Task =>
The word "CustomResult": say how many lines of the data below contain it, and give the number alone.

Exercise inputs =>
□ □ □ □
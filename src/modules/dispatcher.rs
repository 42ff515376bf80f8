use std::sync::Arc;

use log::warn;
use tokio::sync::Semaphore;
use tokio::task::JoinSet;

use crate::config::PipelineConfig;
use crate::errors::{CustomResult, Error};
use crate::modules::enrich::Enricher;
use crate::modules::events::{EventSink, PipelineEvent};
use crate::modules::models::telemetry::{FrameSet, SessionKey};
use crate::modules::session_api::SessionProvider;
use crate::modules::sync::{resample_driver, FrameClock, SyncedStream};

/// Orchestrates one session build: load, fan out per-driver synchronization
/// over a bounded worker pool, barrier, then a single enrichment pass.
pub struct Dispatcher {
    config: PipelineConfig,
    sink: Arc<dyn EventSink>,
}

impl Dispatcher {
    pub fn new(config: PipelineConfig, sink: Arc<dyn EventSink>) -> Dispatcher {
        Dispatcher { config, sink }
    }

    /// # build the frame set for one session
    /// per-driver failures are contained: the affected driver is dropped,
    /// recorded on the result, and the build continues. provider and
    /// validation failures abort the build.
    ///
    /// ## Arguments
    /// * `provider` - the session loader boundary
    /// * `key` - the session plus the fps it is rendered at
    ///
    /// ## Returns
    /// * `FrameSet` - the enriched replay, flagged degraded on partial failure
    pub async fn build(
        &self,
        provider: &dyn SessionProvider,
        key: &SessionKey,
    ) -> CustomResult<FrameSet> {
        if key.fps == 0 {
            return Err(Error::ValidationError {
                field: "fps".to_string(),
                message: "fps must be positive".to_string(),
            });
        }

        self.sink.emit(&PipelineEvent::BuildStarted { key: *key });

        let loaded = provider.load_session(&key.query()).await?;
        let clock = FrameClock::new(
            loaded.session.start_time,
            loaded.session.end_time,
            key.fps,
        );

        // fan out, one worker per driver, bounded by the pool size
        let semaphore = Arc::new(Semaphore::new(self.config.max_workers.max(1)));
        let mut tasks: JoinSet<(String, CustomResult<SyncedStream>)> = JoinSet::new();

        for driver in &loaded.session.drivers {
            let code = driver.code.clone();
            let samples = loaded
                .telemetry
                .get(&code)
                .cloned()
                .unwrap_or_default();
            let semaphore = Arc::clone(&semaphore);

            tasks.spawn(async move {
                let _permit = match semaphore.acquire_owned().await {
                    Ok(permit) => permit,
                    Err(_) => {
                        return (
                            code.clone(),
                            Err(Error::PartialComputationError {
                                driver: code,
                                message: "worker pool closed".to_string(),
                            }),
                        );
                    }
                };
                let stream = resample_driver(&code, &samples, &clock);
                (code, stream)
            });
        }

        // barrier: enrichment needs every surviving stream
        let mut streams: Vec<SyncedStream> = Vec::new();
        let mut failed: Vec<String> = Vec::new();
        while let Some(joined) = tasks.join_next().await {
            match joined {
                Ok((_, Ok(stream))) => streams.push(stream),
                Ok((driver, Err(err))) => {
                    self.sink.emit(&PipelineEvent::PartialFailure {
                        key: *key,
                        driver: driver.clone(),
                        message: err.to_string(),
                    });
                    failed.push(driver);
                }
                Err(err) => {
                    warn!(target: "dispatcher", "synchronization worker died: {}", err);
                }
            }
        }

        // join order is nondeterministic, restore a stable order
        streams.sort_by(|a, b| a.driver.cmp(&b.driver));
        failed.sort();

        let set = Enricher::enrich(*key, &loaded.session, &streams, failed, &clock);
        self.sink.emit(&PipelineEvent::BuildCompleted {
            key: *key,
            frames: set.frames.len(),
            degraded: set.degraded,
        });

        Ok(set)
    }
}
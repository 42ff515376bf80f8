use std::collections::BTreeMap;

use diesel::prelude::*;
use diesel::result::Error;
use diesel::PgConnection;
use serde::{Deserialize, Serialize};

use crate::modules::models::telemetry::{DriverSnapshot, Frame, TrackStatus};
use crate::schema::frames;

/// the serialized per-driver snapshot set stored in the payload column
#[derive(Debug, Clone, PartialEq, Serialize, Deserialize)]
pub struct FramePayload {
    pub track_status: TrackStatus,
    pub drivers: BTreeMap<String, DriverSnapshot>,
}

#[derive(Insertable, Debug, Clone)]
#[diesel(table_name = frames)]
pub struct NewFrameRow {
    pub session_id: i32,
    pub frame_index: i32,
    pub time: f64,
    pub payload: serde_json::Value,
}

#[derive(Queryable, Identifiable, Debug, Clone)]
#[diesel(table_name = frames)]
pub struct FrameRow {
    pub id: i32,
    pub session_id: i32,
    pub frame_index: i32,
    pub time: f64,
    pub payload: serde_json::Value,
}

impl NewFrameRow {
    pub fn from_frame(session_id: i32, frame: &Frame) -> Result<NewFrameRow, serde_json::Error> {
        let payload = FramePayload {
            track_status: frame.track_status,
            drivers: frame.drivers.clone(),
        };

        Ok(NewFrameRow {
            session_id,
            frame_index: frame.frame_index as i32,
            time: frame.time,
            payload: serde_json::to_value(payload)?,
        })
    }
}

impl FrameRow {
    /// # insert one batch of frames
    /// single multi-row insert, the unit of the retry policy
    ///
    /// ## Arguments
    /// * `conn` - the database connection
    /// * `rows` - the batch to insert
    pub fn insert_batch(conn: &mut PgConnection, rows: &[NewFrameRow]) -> Result<usize, Error> {
        diesel::insert_into(frames::table).values(rows).execute(conn)
    }

    /// # load all frames of a session
    ///
    /// ## Arguments
    /// * `conn` - the database connection
    /// * `session_id_in` - database id of the session
    ///
    /// ## Returns
    /// * `Vec<FrameRow>` - ordered by frame index
    pub fn for_session(
        conn: &mut PgConnection,
        session_id_in: i32,
    ) -> Result<Vec<FrameRow>, Error> {
        use crate::schema::frames::dsl::*;

        frames
            .filter(session_id.eq(session_id_in))
            .order(frame_index.asc())
            .load(conn)
    }

    pub fn to_frame(&self) -> Result<Frame, serde_json::Error> {
        let payload: FramePayload = serde_json::from_value(self.payload.clone())?;

        Ok(Frame {
            frame_index: self.frame_index as u32,
            time: self.time,
            track_status: payload.track_status,
            drivers: payload.drivers,
        })
    }
}
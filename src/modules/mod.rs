pub mod cache;
pub mod dispatcher;
pub mod enrich;
pub mod events;
pub mod session_api;
pub mod store;
pub mod sync;

pub mod models {
    pub mod frame;
    pub mod session;
    pub mod telemetry;
}

pub mod helpers {
    pub mod logging;
    pub mod math;
}
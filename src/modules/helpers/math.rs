pub struct Math {}
impl Math {
    /// linear interpolation of `a` to `b` at fraction `t` in [0, 1]
    pub fn lerp(a: f64, b: f64, t: f64) -> f64 {
        a + (b - a) * t
    }

    /// fraction of `t` between `t0` and `t1`, 0 when the span is degenerate
    pub fn fraction_between(t: f64, t0: f64, t1: f64) -> f64 {
        let span = t1 - t0;
        if span <= f64::EPSILON {
            0.0
        } else {
            (t - t0) / span
        }
    }

    /// index of the last element with `key(elem) <= target`, None if the
    /// first element is already past the target. `items` must be sorted.
    pub fn last_at_or_before<T, F>(items: &[T], target: f64, key: F) -> Option<usize>
    where
        F: Fn(&T) -> f64,
    {
        if items.is_empty() || key(&items[0]) > target {
            return None;
        }

        let mut lo = 0;
        let mut hi = items.len();
        while hi - lo > 1 {
            let mid = (lo + hi) / 2;
            if key(&items[mid]) <= target {
                lo = mid;
            } else {
                hi = mid;
            }
        }

        Some(lo)
    }
}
□ □ □ □
Completed task =>
3